Le calme est revenu. Tout le monde s'est replié. Hassen est resté là, à attendre la nuit tombée pour descendre secrètement sur la plaine, afin d'aller voir le corps du Français qu'ils n'ont pas eu le choix d'abandonner. Il s'approche de lui. Il cherche sous son veston la plaque signalétique que tout soldat porte au combat. "Hariri", voilà le nom de ce martyr qui partage son patronyme avec un homme politique sunnite libanais. Il tourne son corps approximativement en direction de la Mecque, lui nettoie le visage avec ce qu'il a sous la main et lui récite un versé du Coran, à genoux, qu'il affectionne. Son hommage terminé, il hisse le corps inerte sur son dos et le descend dans la vallée pour le déposer sur un chemin que les soldats français ont l'habitude d'arpenter.

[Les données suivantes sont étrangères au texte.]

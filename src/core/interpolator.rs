// src/core/interpolator.rs

//! Recursive expansion of `$(name)` environment references in template strings.
//!
//! A variable's value may itself contain further `$(other)` references, which
//! are resolved transitively. Cycles and runaway chains are detected and
//! reported as errors instead of overflowing the stack.

use crate::constants::MAX_RECURSION_DEPTH;
use crate::environment::Environment;
use lazy_static::lazy_static;
use regex::{Captures, Regex};
use thiserror::Error;

lazy_static! {
    /// A `$(name)` token with an optional backslash escape. Group 1 is the
    /// escape marker, group 2 the full token text, group 3 the variable name.
    /// Names are restricted to word characters and hyphens; anything else
    /// (`$(a b)`, `$()`, an unterminated `$(`) simply fails to match and
    /// passes through untouched.
    static ref TOKEN_REGEX: Regex = Regex::new(r"(\\?)(\$\(([\w-]+)\))").unwrap();

    /// The legacy percent syntax: `%%` (a literal percent) or `%(name)s`.
    static ref PERCENT_REGEX: Regex = Regex::new(r"%%|%\(([\w-]+)\)s").unwrap();
}

/// Errors produced when variable expansion cannot terminate.
///
/// Lookup failures are deliberately *not* errors: an unknown `$(name)` passes
/// through unchanged so that messages about missing variables can mention them.
#[derive(Error, Debug, Clone, PartialEq, Eq)]
pub enum InterpolationError {
    /// A variable's value refers back to a variable already being resolved.
    #[error("Cyclical variable reference detected: {chain} -> {name}")]
    CyclicReference {
        /// The variable that closed the cycle.
        name: String,
        /// The resolution chain that led back to it, e.g. `a -> b`.
        chain: String,
    },
    /// The resolution chain grew deeper than [`MAX_RECURSION_DEPTH`].
    #[error(
        "Maximum recursion depth ({limit}) exceeded during expansion. Check for indirect cycles."
    )]
    RecursionLimit {
        /// The configured depth limit.
        limit: u32,
    },
}

/// Expands environment references in a template string.
///
/// The interpolator borrows its [`Environment`] for the duration of one
/// expansion and never mutates it. Each top-level call starts with a fresh
/// recursion state, so an interpolator can be reused across templates.
#[derive(Debug, Clone)]
pub struct Interpolator<'a> {
    env: &'a Environment,
    // Variables currently being resolved, in order. Used for cycle detection.
    recursion_stack: Vec<String>,
    // Runaway protection for long non-cyclic chains.
    recursion_depth: u32,
}

impl<'a> Interpolator<'a> {
    /// Creates an interpolator reading from `env`.
    pub fn new(env: &'a Environment) -> Self {
        Self {
            env,
            recursion_stack: Vec::new(),
            recursion_depth: 0,
        }
    }

    /// Creates a new interpolator for a deeper recursion level.
    fn new_for_recursion(&self) -> Self {
        Self {
            env: self.env,
            recursion_stack: self.recursion_stack.clone(),
            recursion_depth: self.recursion_depth + 1,
        }
    }

    /// Expands an optional template, passing absence through unchanged.
    ///
    /// This mirrors how message pipelines hand around optional strings: a
    /// `None` simply stays `None` and is never an error.
    pub fn format(&mut self, template: Option<&str>) -> Result<Option<String>, InterpolationError> {
        match template {
            None => Ok(None),
            Some(s) => self.expand_string(s).map(Some),
        }
    }

    /// Recursively expands all `$(name)` tokens (and legacy `%(name)s`
    /// directives) in a string.
    pub fn expand_string(&mut self, template: &str) -> Result<String, InterpolationError> {
        // Protection against runaway recursion.
        if self.recursion_depth >= MAX_RECURSION_DEPTH {
            return Err(InterpolationError::RecursionLimit {
                limit: MAX_RECURSION_DEPTH,
            });
        }

        // The legacy pass runs first over the whole string, then the result
        // is scanned for `$(name)` tokens.
        let resolved = self.percent_pass(template);

        let mut output = String::with_capacity(resolved.len());
        let mut last_end = 0;
        for caps in TOKEN_REGEX.captures_iter(&resolved) {
            let full_match = caps.get(0).unwrap();
            output.push_str(&resolved[last_end..full_match.start()]);
            last_end = full_match.end();

            let escaped = !caps[1].is_empty();
            let name = &caps[3];
            if escaped {
                // `\$(name)` suppresses substitution; the escape marker is dropped.
                output.push_str(&caps[2]);
            } else if self.env.contains(name) {
                output.push_str(&self.resolve_variable(name)?);
            } else {
                // Unknown variable: pass the token through unchanged.
                output.push_str(full_match.as_str());
            }
        }
        output.push_str(&resolved[last_end..]);

        Ok(output)
    }

    /// Resolves one variable, expanding its value recursively with cycle
    /// detection.
    fn resolve_variable(&mut self, name: &str) -> Result<String, InterpolationError> {
        if self.recursion_stack.iter().any(|n| n == name) {
            return Err(InterpolationError::CyclicReference {
                name: name.to_string(),
                chain: self.recursion_stack.join(" -> "),
            });
        }
        self.recursion_stack.push(name.to_string());

        // Presence was checked by the caller; an empty default keeps this
        // total without panicking.
        let raw_value = self.env.get(name).unwrap_or_default();
        log::debug!("expanding $({name}) -> '{raw_value}'");

        // The sub-expansion manages its own depth.
        let mut sub_interpolator = self.new_for_recursion();
        let expanded = sub_interpolator.expand_string(raw_value)?;

        self.recursion_stack.pop();
        Ok(expanded)
    }

    /// Resolves the legacy percent syntax in a single, non-recursive pass.
    ///
    /// `%%` collapses to a literal `%`, `%(name)s` resolves against the
    /// environment when `name` is set, and every other percent sign survives
    /// as-is. Nothing in this pass can fail.
    fn percent_pass(&self, template: &str) -> String {
        PERCENT_REGEX
            .replace_all(template, |caps: &Captures<'_>| {
                let directive = caps.get(0).unwrap().as_str();
                if directive == "%%" {
                    return "%".to_string();
                }
                match caps.get(1).and_then(|name| self.env.get(name.as_str())) {
                    Some(value) => value.to_string(),
                    // Unknown name: the directive passes through unchanged.
                    None => directive.to_string(),
                }
            })
            .into_owned()
    }
}

/// Expands a template against `env` in one shot.
///
/// Convenience wrapper over [`Interpolator`] for the common case of a single
/// template string.
pub fn interpolate(env: &Environment, template: &str) -> Result<String, InterpolationError> {
    Interpolator::new(env).expand_string(template)
}

// MARK: --- UNIT TESTS ---

#[cfg(test)]
mod tests {
    use super::*;

    fn env_of(pairs: &[(&str, &str)]) -> Environment {
        pairs.iter().copied().collect()
    }

    // --- Basic substitution ---

    #[test]
    fn test_format_none_is_none() {
        let env = Environment::new();
        let mut interpolator = Interpolator::new(&env);
        assert_eq!(interpolator.format(None), Ok(None));
    }

    #[test]
    fn test_plain_text_passes_through() {
        let env = Environment::new();
        assert_eq!(interpolate(&env, "no vars here").unwrap(), "no vars here");
        assert_eq!(interpolate(&env, "").unwrap(), "");
    }

    #[test]
    fn test_simple_substitution() {
        let env = env_of(&[("host", "example.com")]);
        assert_eq!(interpolate(&env, "$(host)").unwrap(), "example.com");
        assert_eq!(
            interpolate(&env, "deploy to $(host) now").unwrap(),
            "deploy to example.com now"
        );
    }

    #[test]
    fn test_hyphenated_and_underscored_names() {
        let env = env_of(&[("build-dir", "/tmp/build"), ("log_file", "out.log")]);
        assert_eq!(
            interpolate(&env, "$(build-dir)/$(log_file)").unwrap(),
            "/tmp/build/out.log"
        );
    }

    #[test]
    fn test_unknown_variable_passes_through() {
        let env = Environment::new();
        assert_eq!(interpolate(&env, "$(missing)").unwrap(), "$(missing)");
    }

    #[test]
    fn test_malformed_tokens_pass_through() {
        let env = env_of(&[("a", "1")]);
        assert_eq!(interpolate(&env, "$(a b)").unwrap(), "$(a b)");
        assert_eq!(interpolate(&env, "$()").unwrap(), "$()");
        assert_eq!(
            interpolate(&env, "$(unterminated").unwrap(),
            "$(unterminated"
        );
    }

    // --- Escaping ---

    #[test]
    fn test_escape_suppresses_substitution() {
        let env = env_of(&[("host", "example.com")]);
        assert_eq!(interpolate(&env, r"\$(host)").unwrap(), "$(host)");
    }

    #[test]
    fn test_escaped_and_unescaped_in_one_string() {
        let env = env_of(&[("host", "example.com")]);
        assert_eq!(
            interpolate(&env, r"\$(host) resolves to $(host)").unwrap(),
            "$(host) resolves to example.com"
        );
    }

    #[test]
    fn test_escaped_unknown_variable() {
        let env = Environment::new();
        assert_eq!(interpolate(&env, r"\$(missing)").unwrap(), "$(missing)");
    }

    // --- Recursive resolution ---

    #[test]
    fn test_nested_resolution() {
        let env = env_of(&[("a", "$(b)"), ("b", "final")]);
        assert_eq!(interpolate(&env, "$(a)").unwrap(), "final");
    }

    #[test]
    fn test_nested_resolution_with_surrounding_text() {
        let env = env_of(&[("url", "https://$(host)/api"), ("host", "example.com")]);
        assert_eq!(
            interpolate(&env, "GET $(url)").unwrap(),
            "GET https://example.com/api"
        );
    }

    #[test]
    fn test_same_variable_twice_is_not_a_cycle() {
        let env = env_of(&[("x", "v")]);
        assert_eq!(interpolate(&env, "$(x) and $(x)").unwrap(), "v and v");
    }

    #[test]
    fn test_direct_cycle_is_detected() {
        let env = env_of(&[("a", "$(a)")]);
        let err = interpolate(&env, "$(a)").unwrap_err();
        assert!(matches!(err, InterpolationError::CyclicReference { .. }));
        assert!(err.to_string().contains("a -> a"));
    }

    #[test]
    fn test_indirect_cycle_is_detected() {
        let env = env_of(&[("a", "$(b)"), ("b", "$(c)"), ("c", "$(a)")]);
        let err = interpolate(&env, "$(a)").unwrap_err();
        assert!(matches!(err, InterpolationError::CyclicReference { .. }));
        assert!(err.to_string().contains("a -> b -> c -> a"));
    }

    #[test]
    fn test_recursion_limit_on_deep_chain() {
        // A linear chain deeper than the limit, with no repeated name.
        let mut env = Environment::new();
        for i in 0..40 {
            env.set(format!("v{i}"), format!("$(v{})", i + 1));
        }
        env.set("v40", "done");
        let err = interpolate(&env, "$(v0)").unwrap_err();
        assert_eq!(
            err,
            InterpolationError::RecursionLimit {
                limit: MAX_RECURSION_DEPTH
            }
        );
    }

    #[test]
    fn test_chain_below_limit_resolves() {
        let mut env = Environment::new();
        for i in 0..10 {
            env.set(format!("v{i}"), format!("$(v{})", i + 1));
        }
        env.set("v10", "done");
        assert_eq!(interpolate(&env, "$(v0)").unwrap(), "done");
    }

    // --- Legacy percent syntax ---

    #[test]
    fn test_doubled_percent_collapses() {
        let env = Environment::new();
        assert_eq!(interpolate(&env, "100%% done").unwrap(), "100% done");
    }

    #[test]
    fn test_stray_percent_survives() {
        let env = Environment::new();
        assert_eq!(interpolate(&env, "50% off").unwrap(), "50% off");
        assert_eq!(interpolate(&env, "%").unwrap(), "%");
    }

    #[test]
    fn test_percent_directive_resolves() {
        let env = env_of(&[("name", "world")]);
        assert_eq!(interpolate(&env, "hello %(name)s").unwrap(), "hello world");
    }

    #[test]
    fn test_unknown_percent_directive_passes_through() {
        let env = Environment::new();
        assert_eq!(interpolate(&env, "%(missing)s").unwrap(), "%(missing)s");
    }

    #[test]
    fn test_percent_directive_inside_variable_value() {
        let env = env_of(&[("greeting", "Hello %(name)s"), ("name", "world")]);
        assert_eq!(interpolate(&env, "$(greeting)").unwrap(), "Hello world");
    }

    // --- Idempotence ---

    #[test]
    fn test_idempotent_on_fully_resolved_output() {
        let env = env_of(&[("host", "example.com")]);
        let once = interpolate(&env, "deploy to $(host)").unwrap();
        let twice = interpolate(&env, &once).unwrap();
        assert_eq!(once, twice);
    }
}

Avec l'expérience, il a appris à lire entre les lignes et garde toujours l'oreille attentive à ces détails qui sèment le doute. L'embuscade, il a le sentiment qu'elle a été cuisinée par maman depuis la maison. Le conflit est en train de s'enliser et des alliances combattantes se forment en secret, un ennemi puissant est dans la couveuse allaité par nos alliés. Des enfants du pays, morts au champ d'honneur dans un trou lointain avec une cérémonie aux invalides bien médiatisée, peut légitimer aux yeux du peuple français un grossissement des contingents pour vaincre l'ennemi.

Touchés dans l'affectif, le contribuable signe naïvement au bas du papier.